Free agent
- Pitcher
- Born: June 26, 1997 (age 29) Hato Mayor, Dominican Republic
- Bats: RightThrows: Right

= Jasseel De La Cruz =

Dominican baseball player (born 1997)

Jasseel De La Cruz (born June 26, 1997) is a Dominican professional baseball pitcher who is a free agent. He is currently a phantom ballplayer, having spent a day on the active roster of the Atlanta Braves without making an appearance.

==Career==
=== Atlanta Braves ===
De La Cruz signed with the Atlanta Braves as an international free agent on June 1, 2015. He spent his first professional season of 2015 with the Dominican Summer League Braves, going 0–1 with a 7.11 ERA in six innings. De La Cruz split the 2016 season between the DSL Braves and the rookie–level Gulf Coast League Braves, going a combined 4–0 with a 2.18 ERA in 41 innings. He split the 2017 season between the GCL Braves and the Danville Braves, going a combined 2–4 with a 3.80 ERA in 42 2/3 innings. He played for the Rome Braves in 2018, going 3–4 with a 3.83 ERA in 69 innings. De La Cruz split the 2019 season between Rome, Florida Fire Frogs, and Mississippi Braves, going a combined 7–9 with a 3.25 ERA over 133 innings. On May 18, 2019, De La Cruz threw a no-hitter for the Florida Fire Frogs.

On November 19, 2019, the Braves added De La Cruz to their 40-man roster to protect him from the Rule 5 draft. On September 15, 2020, De La Cruz was promoted to the major leagues for the first time. He was optioned down the next day without making a major league appearance. On May 8, 2021, De La Cruz was again promoted to the majors but was again sent down on May 10 without playing. Following the conclusion of the 2021 season, De La Cruz was not tendered a contract, making him a free agent.

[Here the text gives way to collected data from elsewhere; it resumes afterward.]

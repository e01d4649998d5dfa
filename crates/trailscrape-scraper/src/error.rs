use std::path::PathBuf;

use thiserror::Error;

#[derive(Debug, Error)]
pub enum ScraperError {
    #[error("HTTP error: {0}")]
    Http(#[from] reqwest::Error),

    #[error("rate limited by {url} (retry after {retry_after_secs}s)")]
    RateLimited { url: String, retry_after_secs: u64 },

    #[error("endpoint not found: {url}")]
    NotFound { url: String },

    #[error("unexpected HTTP status {status} from {url}")]
    UnexpectedStatus { status: u16, url: String },

    #[error("invalid base URL \"{base_url}\": {reason}")]
    InvalidBaseUrl { base_url: String, reason: String },

    #[error("{region} is not a valid Trailforks Region.")]
    InvalidRegion { region: String },

    #[error("login rejected for user {username}")]
    AuthenticationFailed { username: String },

    #[error("expected element {selector} not found in {context}")]
    MissingElement {
        selector: &'static str,
        context: String,
    },

    #[error("expected {expected} list items in {context}, found {found}")]
    UnexpectedItemCount {
        expected: usize,
        found: usize,
        context: String,
    },

    #[error("non-numeric value \"{value}\" in {context}")]
    InvalidNumber { value: String, context: String },

    #[error("no tables found at {url}")]
    NoTables { url: String },

    #[error("ride-log crawl for {region} collected no tables")]
    EmptyCrawl {
        region: String,
        #[source]
        cause: Option<Box<ScraperError>>,
    },

    #[error("CSV error: {0}")]
    Csv(#[from] csv::Error),

    #[error("failed to write {path}: {source}")]
    Io {
        path: PathBuf,
        #[source]
        source: std::io::Error,
    },
}
//! Linear parameter sweeps over cost items and LCA streams.
//!
//! Each value of each configured [`VariabilityParameter`] becomes one
//! [`VariabilityCase`]. A case is applied to copies of the study inputs and
//! the whole study is rerun, so cases never affect each other.

use crate::emissions::EmissionFactorTable;
use biomac_core::config::{SweepField, SweepTarget, VariabilityParameter};
use biomac_core::records::LineItem;
use serde::Serialize;

/// One value of a parameter sweep.
#[derive(Debug, Clone, PartialEq, Serialize)]
pub struct VariabilityCase {
    pub variability_id: usize,
    pub target: SweepTarget,
    pub field: SweepField,
    pub name: String,
    pub value: f64,
}

/// Expands parameters into cases, numbered in order.
pub fn expand_cases(parameters: &[VariabilityParameter]) -> Vec<VariabilityCase> {
    parameters
        .iter()
        .flat_map(|parameter| {
            parameter.values().into_iter().map(|value| VariabilityCase {
                variability_id: 0,
                target: parameter.target,
                field: parameter.field,
                name: parameter.name.clone(),
                value,
            })
        })
        .enumerate()
        .map(|(variability_id, case)| VariabilityCase {
            variability_id,
            ..case
        })
        .collect()
}

impl VariabilityCase {
    fn matches(&self, item: &LineItem) -> bool {
        match self.target {
            SweepTarget::CostItem => item.cost_item.as_deref() == Some(self.name.as_str()),
            SweepTarget::StreamLca => item.stream_name == self.name,
        }
    }

    /// Applies the case to line items and emission factors. Returns the
    /// number of rows changed.
    pub fn apply(&self, items: &mut [LineItem], factors: &mut EmissionFactorTable) -> usize {
        if self.field == SweepField::EmissionFactor {
            let mut changed = 0;
            for factor in factors.iter_mut() {
                if factor.key.stream_name == self.name {
                    factor.value = self.value;
                    changed += 1;
                }
            }
            return changed;
        }

        let mut changed = 0;
        for item in items.iter_mut().filter(|i| self.matches(i)) {
            match self.field {
                SweepField::UnitCost => {
                    item.unit_cost = Some(self.value);
                    if item.flow.is_none() || item.operating_time.is_none() {
                        item.total_cost = item.total_flow.map(|flow| flow * self.value);
                    }
                }
                SweepField::Flow => {
                    item.flow = Some(self.value);
                    if item.operating_time.is_none() {
                        item.total_flow = Some(self.value);
                        item.total_cost = item.unit_cost.map(|cost| cost * self.value);
                    }
                }
                SweepField::EmissionFactor => {}
            }
            item.recompute_totals();
            changed += 1;
        }
        changed
    }
}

On March 13, 2022, De La Cruz re-signed with the Braves organization on a minor league contract. He split the year between the Triple–A Gwinnett Stripers, Double–A Mississippi Braves, and rookie–level Florida Complex League Braves. In 20 combined appearances, he struggled to a 7.18 ERA with 28 strikeouts across 26 1/3 innings of work. De La Cruz elected free agency after the season on November 10.

===Oakland Athletics===
On November 29, 2022, De La Cruz signed a minor league contract with the Oakland Athletics. He spent the majority of the 2023 season with the Double–A Midland RockHounds, also appearing in six games for the rookie–level Arizona Complex League Athletics. In 18 relief outings for Midland, De La Cruz struggled to a 13.73 ERA with 29 strikeouts across 29 2/3 innings pitched. He elected free agency following the season on November 6, 2023.

===Sioux City Explorers===
On February 20, 2024, De La Cruz signed with the Sioux City Explorers of the American Association of Professional Baseball. Due to delays with visa processing, De La Cruz did not make an appearance for the club, and he was released on May 26.

On October 23, 2024, De La Cruz signed with the Rieleros de Aguascalientes of the Mexican League. He was released prior to the start of the season on April 16, 2025.

On May 1, 2026, De La Cruz signed with the Sioux City Explorers of the American Association of Professional Baseball. He made six appearances for Sioux City, but struggled to a 1–4 record and 8.14 ERA with 23 strikeouts across 21 innings pitched.

On August 17, 2026, De La Cruz was traded to the Milwaukee Milkmen of the American Association of Professional Baseball in exchange for a player to be named later. However, he was released by the team two days later.